When designing Authy, we identified several queries that were commonly asked, but ended up being anti-patterns.

  1. Is the user an administrator? — In our platform, administrators have the power to perform any operation on any resource in the system. However, instead of explicitly asking Authy whether the user is an administrator, the query should only ask about the specific permission, such as CAN_DELETE_PROJECT. If Authy responds with “Yes”, then it doesn’t matter whether the user is an administrator, or whether they got the permission some other way. All that matters is that they have the permission.
  2. Does this group have a specific permission for this resource? — Initially this seemed like an important variation on asking whether a user has permission, but in reality, both users and groups get folded into the same query anyway. For example, although the Sales group might have CAN_READ_ISSUE permission, the request to Authy will actually ask about Frank, the logged-in user who is a member of the Sales group. Therefore, Frank may either get the CAN_READ_ISSUE permission by being part of Sales, or by explicitly being assigned that permission on the parent Project. In either case, he has the permission.
  3. Can this user access this Risk? — As mentioned above, a Risk is a fine-grained domain object that resides inside a Project, and Authy doesn’t track permissions on fine-grained objects. To answer this query, the backend service first determines the ID of the Project containing the Risk, then ask whether the CAN_READ_RISK permission is set on the Project.

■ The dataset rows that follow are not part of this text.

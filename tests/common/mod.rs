//! Shared helpers for integration tests

#![allow(dead_code)]

use bgcompose::{CompositeError, PixelFormat, RasterImage, Result, Segmenter};
use image::{Rgb, RgbImage, Rgba, RgbaImage};
use std::path::{Path, PathBuf};
use std::sync::{Arc, Mutex};

/// Segmenter that gives every pixel the same alpha and records its inputs
#[derive(Clone, Default)]
pub struct ConstantAlphaSegmenter {
    pub alpha: u8,
    pub seen: Arc<Mutex<Vec<RasterImage>>>,
}

impl ConstantAlphaSegmenter {
    pub fn new(alpha: u8) -> Self {
        Self {
            alpha,
            seen: Arc::default(),
        }
    }

    pub fn calls(&self) -> usize {
        self.seen.lock().unwrap().len()
    }
}

impl Segmenter for ConstantAlphaSegmenter {
    fn segment(&mut self, image: &RasterImage) -> Result<RasterImage> {
        self.seen.lock().unwrap().push(image.clone());
        let mut rgba = image.to_rgba_image()?;
        for px in rgba.pixels_mut() {
            px[3] = self.alpha;
        }
        Ok(RasterImage::from_rgba(rgba))
    }
}

/// Segmenter that always fails
pub struct BrokenSegmenter;

impl Segmenter for BrokenSegmenter {
    fn segment(&mut self, _image: &RasterImage) -> Result<RasterImage> {
        Err(CompositeError::segmentation("model produced no output"))
    }
}

pub fn write_rgb(dir: &Path, name: &str, width: u32, height: u32, color: [u8; 3]) -> PathBuf {
    let path = dir.join(name);
    RgbImage::from_pixel(width, height, Rgb(color))
        .save(&path)
        .unwrap();
    path
}

pub fn write_rgba(dir: &Path, name: &str, width: u32, height: u32, color: [u8; 4]) -> PathBuf {
    let path = dir.join(name);
    RgbaImage::from_pixel(width, height, Rgba(color))
        .save(&path)
        .unwrap();
    path
}

pub fn solid(width: u32, height: u32, color: [u8; 4]) -> RasterImage {
    RasterImage::filled(width, height, PixelFormat::Rgba, color)
}

pub fn assert_close(actual: [u8; 4], expected: [f64; 4], tolerance: u8) {
    for (channel, (got, want)) in actual.iter().zip(expected).enumerate() {
        let want = want.round().clamp(0.0, 255.0) as u8;
        assert!(
            got.abs_diff(want) <= tolerance,
            "channel {channel}: got {got}, expected {want} (pixel {actual:?})"
        );
    }
}

/// Route library `log` output through the test harness (`RUST_LOG=debug` to see it)
pub fn init_logging() {
    let _ = env_logger::Builder::from_env(env_logger::Env::default().default_filter_or("warn"))
        .is_test(true)
        .try_init();
}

Now that we understand the domain object, their permissions, and the common authorization queries, it’s now time to dive into the implementation, using the DynamoDB database.

The DynamoDB Solution

When describing how Authy stores permission assignments in DynamoDB, we’ll focus exclusively on these common queries:

  1. What operations can the user perform on a specific resource?
  2. Who are all the users in the organization who can perform this operation on this resource?
  3. Which resources can this user perform this operation on?

Our DynamoDB table has four main attributes of interest, allowing these queries to be answered:

This is the table’s Partition Key, used to separate one organization’s data from another. This is simply an organization number, such as 47.

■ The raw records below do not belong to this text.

//! Background segmentation: image in, same-size RGBA foreground out
//!
//! [`Segmenter`] is the seam the session depends on. [`ModelSegmenter`] is the
//! shipped implementation, running an ONNX background-removal model through an
//! [`InferenceBackend`] chosen by a [`BackendFactory`].

use crate::{
    config::{BackendType, SessionConfig},
    error::{CompositeError, Result},
    inference::InferenceBackend,
    models::ModelManager,
    types::{RasterImage, SegmentationMask},
    utils::{ContentRect, ImagePreprocessor},
};
use image::{imageops, imageops::FilterType, GrayImage};
use instant::Instant;
use log::{debug, info};
use ndarray::Array4;
use tracing::{instrument, span, Level};

/// Separates foreground from background
pub trait Segmenter {
    /// Return `image` as RGBA with background pixels fully transparent
    ///
    /// The result has the same width and height as `image`.
    ///
    /// # Errors
    /// Returns `CompositeError::Segmentation` when the model cannot process the input.
    fn segment(&mut self, image: &RasterImage) -> Result<RasterImage>;
}

/// Factory trait for creating inference backends
pub trait BackendFactory {
    /// Create an uninitialized backend of the given type
    ///
    /// # Errors
    /// Returns `CompositeError::InvalidConfig` if the backend was not compiled in.
    fn create_backend(
        &self,
        backend_type: BackendType,
        model_manager: ModelManager,
    ) -> Result<Box<dyn InferenceBackend>>;

    /// Backend types this factory can create
    fn available_backends(&self) -> Vec<BackendType>;
}

/// Creates the backends enabled by cargo features
#[derive(Debug, Default, Clone, Copy)]
pub struct DefaultBackendFactory;

impl BackendFactory for DefaultBackendFactory {
    #[allow(unused_variables)]
    fn create_backend(
        &self,
        backend_type: BackendType,
        model_manager: ModelManager,
    ) -> Result<Box<dyn InferenceBackend>> {
        match backend_type {
            #[cfg(feature = "tract")]
            BackendType::Tract => Ok(Box::new(
                crate::backends::TractBackend::with_model_manager(model_manager),
            )),
            #[cfg(feature = "onnx")]
            BackendType::Onnx => Ok(Box::new(
                crate::backends::OnnxBackend::with_model_manager(model_manager),
            )),
            #[allow(unreachable_patterns)]
            other => Err(CompositeError::invalid_config(format!(
                "{other} backend not compiled in; rebuild with --features {other}"
            ))),
        }
    }

    fn available_backends(&self) -> Vec<BackendType> {
        let mut backends = Vec::new();
        if cfg!(feature = "tract") {
            backends.push(BackendType::Tract);
        }
        if cfg!(feature = "onnx") {
            backends.push(BackendType::Onnx);
        }
        backends
    }
}

/// Segmenter backed by an ONNX background-removal model
///
/// The backend is created and the model loaded on the first call to
/// [`Segmenter::segment`].
pub struct ModelSegmenter {
    config: SessionConfig,
    backend_factory: Box<dyn BackendFactory>,
    backend: Option<Box<dyn InferenceBackend>>,
}

impl std::fmt::Debug for ModelSegmenter {
    fn fmt(&self, f: &mut std::fmt::Formatter<'_>) -> std::fmt::Result {
        f.debug_struct("ModelSegmenter")
            .field("model", &self.config.model)
            .field("backend", &self.config.backend)
            .field("initialized", &self.is_initialized())
            .finish()
    }
}

impl ModelSegmenter {
    /// Create a segmenter using the default backend factory
    #[must_use]
    pub fn new(config: SessionConfig) -> Self {
        Self::with_factory(config, Box::new(DefaultBackendFactory))
    }

    /// Create a segmenter with a custom backend factory
    #[must_use]
    pub fn with_factory(config: SessionConfig, backend_factory: Box<dyn BackendFactory>) -> Self {
        Self {
            config,
            backend_factory,
            backend: None,
        }
    }

    #[must_use]
    pub fn is_initialized(&self) -> bool {
        self.backend.as_ref().is_some_and(|b| b.is_initialized())
    }

    /// Load the model now instead of on first use
    ///
    /// # Errors
    /// Returns `CompositeError::Segmentation` if the model cannot be loaded.
    pub fn initialize(&mut self) -> Result<()> {
        self.backend_mut().map(|_| ()).map_err(into_segmentation_error)
    }

    fn backend_mut(&mut self) -> Result<&mut Box<dyn InferenceBackend>> {
        if self.backend.is_none() {
            info!(
                "Loading segmentation model {} with {} backend",
                self.config.model.display_name(),
                self.config.backend
            );
            let manager = ModelManager::from_spec(&self.config.model)?;
            let mut backend = self
                .backend_factory
                .create_backend(self.config.backend, manager)?;
            if let Some(load_time) = backend.initialize(&self.config)? {
                debug!("Model loaded in {}ms", load_time.as_millis());
            }
            self.backend = Some(backend);
        }
        self.backend
            .as_mut()
            .ok_or_else(|| CompositeError::model("backend missing after initialization"))
    }

    fn run(&mut self, image: &RasterImage) -> Result<RasterImage> {
        let start = Instant::now();
        let backend = self.backend_mut()?;
        let preprocessing = backend.preprocessing_config()?;

        let input = {
            let _span = span!(Level::DEBUG, "preprocess").entered();
            ImagePreprocessor::preprocess(image, &preprocessing)?
        };

        let output = {
            let _span = span!(Level::DEBUG, "inference").entered();
            backend.infer(&input.tensor)?
        };

        let mask = {
            let _span = span!(Level::DEBUG, "mask").entered();
            tensor_to_mask(&output, input.content, image.dimensions())?
        };
        debug!(
            "Segmented {}x{} image in {}ms ({:.1}% foreground)",
            image.width(),
            image.height(),
            start.elapsed().as_millis(),
            mask.foreground_ratio() * 100.0
        );

        mask.apply_to(image)
    }
}

impl Segmenter for ModelSegmenter {
    #[instrument(skip(self, image), fields(width = image.width(), height = image.height()))]
    fn segment(&mut self, image: &RasterImage) -> Result<RasterImage> {
        self.run(image).map_err(into_segmentation_error)
    }
}

/// Convert a model output tensor into a mask at the original image size
///
/// The first channel is min-max normalized, cropped to the region that held
/// image content, and resized with Lanczos filtering.
#[allow(
    clippy::cast_possible_truncation,
    clippy::cast_sign_loss,
    clippy::cast_precision_loss
)]
pub fn tensor_to_mask(
    tensor: &Array4<f32>,
    content: ContentRect,
    original_dimensions: (u32, u32),
) -> Result<SegmentationMask> {
    let (batch, channels, height, width) = tensor.dim();
    if batch == 0 || channels == 0 || height == 0 || width == 0 {
        return Err(CompositeError::inference(format!(
            "empty output tensor {:?}",
            tensor.shape()
        )));
    }

    let plane = tensor.slice(ndarray::s![0, 0, .., ..]);
    let (min, max) = plane
        .iter()
        .fold((f32::INFINITY, f32::NEG_INFINITY), |(lo, hi), &v| {
            (lo.min(v), hi.max(v))
        });
    let range = max - min;

    // A flat prediction carries no contrast to stretch; read it as a probability
    let normalize = |v: f32| -> f32 {
        if range > f32::EPSILON {
            (v - min) / range
        } else {
            v.clamp(0.0, 1.0)
        }
    };

    let gray = GrayImage::from_fn(width as u32, height as u32, |x, y| {
        let v = normalize(plane[[y as usize, x as usize]]);
        image::Luma([(v * 255.0).round().clamp(0.0, 255.0) as u8])
    });

    // Content rect is in model input coordinates; the output may be a different size
    let scale_x = width as f32 / content_extent(content.x, content.width) as f32;
    let scale_y = height as f32 / content_extent(content.y, content.height) as f32;
    let crop_x = (content.x as f32 * scale_x).round() as u32;
    let crop_y = (content.y as f32 * scale_y).round() as u32;
    let crop_w = ((content.width as f32 * scale_x).round() as u32)
        .clamp(1, width as u32 - crop_x.min(width as u32 - 1));
    let crop_h = ((content.height as f32 * scale_y).round() as u32)
        .clamp(1, height as u32 - crop_y.min(height as u32 - 1));

    let cropped = imageops::crop_imm(&gray, crop_x, crop_y, crop_w, crop_h).to_image();
    let (out_w, out_h) = original_dimensions;
    let resized = if cropped.dimensions() == (out_w, out_h) {
        cropped
    } else {
        imageops::resize(&cropped, out_w, out_h, FilterType::Lanczos3)
    };

    Ok(SegmentationMask::from_gray(resized))
}

/// Full model input extent along one axis, assuming centered content
fn content_extent(offset: u32, size: u32) -> u32 {
    (offset * 2 + size).max(1)
}

fn into_segmentation_error(err: CompositeError) -> CompositeError {
    match err {
        CompositeError::Segmentation(_) => err,
        other => CompositeError::segmentation(other.to_string()),
    }
}

#[cfg(test)]
mod tests {
    use super::*;
    use crate::backends::test_utils::{MockBackend, MockBackendFactory, MockMask};
    use crate::models::{ModelKind, ModelSpec};
    use crate::types::PixelFormat;
    use ndarray::Array4;
    use std::io::Write;

    fn full_rect(size: u32) -> ContentRect {
        ContentRect {
            x: 0,
            y: 0,
            width: size,
            height: size,
        }
    }

    fn config_with_model_file(dir: &tempfile::TempDir) -> SessionConfig {
        let path = dir.path().join("u2netp.onnx");
        std::fs::File::create(&path)
            .unwrap()
            .write_all(b"mock")
            .unwrap();
        SessionConfig::builder()
            .model(ModelSpec::new(path, ModelKind::U2NetP))
            .build()
            .unwrap()
    }

    #[test]
    fn test_tensor_to_mask_normalizes() {
        let mut tensor = Array4::<f32>::from_elem((1, 1, 4, 4), 0.2);
        tensor[[0, 0, 0, 0]] = 0.6;
        let mask = tensor_to_mask(&tensor, full_rect(4), (4, 4)).unwrap();
        assert_eq!(mask.dimensions, (4, 4));
        assert_eq!(mask.data[0], 255);
        assert_eq!(mask.data[1], 0);
    }

    #[test]
    fn test_tensor_to_mask_flat_prediction() {
        let tensor = Array4::<f32>::from_elem((1, 1, 8, 8), 1.0);
        let mask = tensor_to_mask(&tensor, full_rect(8), (3, 5)).unwrap();
        assert_eq!(mask.dimensions, (3, 5));
        assert!(mask.data.iter().all(|&v| v >= 250));
    }

    #[test]
    fn test_tensor_to_mask_crops_letterbox() {
        // Top and bottom quarter are padding; content rows are foreground
        let mut tensor = Array4::<f32>::zeros((1, 1, 8, 8));
        for y in 2..6 {
            for x in 0..8 {
                tensor[[0, 0, y, x]] = 1.0;
            }
        }
        let content = ContentRect {
            x: 0,
            y: 2,
            width: 8,
            height: 4,
        };
        let mask = tensor_to_mask(&tensor, content, (8, 4)).unwrap();
        assert!(mask.data.iter().all(|&v| v == 255));
    }

    #[test]
    fn test_tensor_to_mask_rejects_empty() {
        let tensor = Array4::<f32>::zeros((1, 0, 4, 4));
        assert!(tensor_to_mask(&tensor, full_rect(4), (4, 4)).is_err());
    }

    #[test]
    fn test_default_factory_backends() {
        let factory = DefaultBackendFactory;
        let available = factory.available_backends();
        assert_eq!(available.contains(&BackendType::Tract), cfg!(feature = "tract"));
        assert_eq!(available.contains(&BackendType::Onnx), cfg!(feature = "onnx"));
    }

    #[test]
    fn test_model_segmenter_with_mock_backend() {
        let dir = tempfile::tempdir().unwrap();
        let config = config_with_model_file(&dir);
        let mut segmenter = ModelSegmenter::with_factory(
            config,
            Box::new(MockBackendFactory::new(MockMask::LeftHalf)),
        );
        assert!(!segmenter.is_initialized());

        let image = RasterImage::filled(40, 20, PixelFormat::Rgb, [90, 120, 150, 255]);
        let out = segmenter.segment(&image).unwrap();

        assert!(segmenter.is_initialized());
        assert_eq!(out.dimensions(), (40, 20));
        assert!(out.has_alpha());
        let kept = out.pixel(2, 10).unwrap();
        assert!(kept[3] >= 250);
        for (got, color) in kept[..3].iter().zip([90u32, 120, 150]) {
            let weighted = (color * u32::from(kept[3]) + 127) / 255;
            assert!(u32::from(*got).abs_diff(weighted) <= 1, "{kept:?}");
        }
        assert_eq!(out.pixel(37, 10), Some([0, 0, 0, 0]));
    }

    #[test]
    fn test_missing_model_is_segmentation_error() {
        let config = SessionConfig::builder()
            .model(ModelSpec::new("/nonexistent/u2net.onnx", ModelKind::U2Net))
            .build()
            .unwrap();
        let mut segmenter = ModelSegmenter::with_factory(
            config,
            Box::new(MockBackendFactory::new(MockMask::Full)),
        );
        let image = RasterImage::filled(4, 4, PixelFormat::Rgb, [1, 2, 3, 255]);
        assert!(matches!(
            segmenter.segment(&image),
            Err(CompositeError::Segmentation(_))
        ));
        assert!(matches!(
            segmenter.initialize(),
            Err(CompositeError::Segmentation(_))
        ));
    }

    #[test]
    fn test_inference_failure_is_segmentation_error() {
        let dir = tempfile::tempdir().unwrap();
        let config = config_with_model_file(&dir);
        let factory = MockBackendFactory::with_backend(MockBackend::failing_inference);
        let mut segmenter = ModelSegmenter::with_factory(config, Box::new(factory));

        let image = RasterImage::filled(4, 4, PixelFormat::Rgb, [1, 2, 3, 255]);
        let err = segmenter.segment(&image).unwrap_err();
        assert!(matches!(err, CompositeError::Segmentation(_)));
        assert!(err.to_string().contains("mock inference failure"));
    }
}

This field, the DynamoDB Sort Key, identifies the user or group the permission assignment is for.

  • For a user, the value will be u|<user-id>|<resource>.
  • For a group, the value will be g|<group-id>|<resource>.
  • To assign the permission to everybody in the organization: *|<resource>.

Note the <resource> suffix is only required because DynamoDB needs each record to have a unique Partition Key / Sort Key combination, so <resource> makes them unique. The next section explains the format for <resource>.

This field specifies which resource (aka domain object) the permissions are for. We have multiple top-level domain objects, so we combine the resource’s type with the resource’s ID. The format will be <resource-type>|<resource-id> where <resource-type> is a digit identifying the type of domain object that <resource-id> refers to.

  • 0 = The whole organization.
  • 1|<project-id>= A Project domain object.
  • 2|<collection-id> = A Collection domain object.
  • 3|<asset-type-id> = An Asset Type domain object.
  • 4|<toolkit-id> = A Toolkit domain object.

This list can easily be expanded to include new top-level domain objects.

This is the field in which all the permissions are stored. In other words, the user is granted the set of permissions listed in this field. For the sake of efficiency, we encode all possible permissions into an enumeration:

export enum Permission {
CAN_CREATE_PROJECT = 0
CAN_READ_PROJECT = 1,
CAN_UPDATE_PROJECT = 2,
CAN_DELETE_PROJECT = 3,
CAN_CREATE_RISK = 4
CAN_READ_RISK = 5,
CAN_UPDATE_RISK = 6,
CAN_DELETE_RISK = 7,
CAN_READ_RISK_IF_OWNER = 8,
...
}

There could in theory be hundreds or thousands of permissions, with any combination of permissions being valid. We therefore introduce the concept of Permission Set allowing multiple permissions to be specified.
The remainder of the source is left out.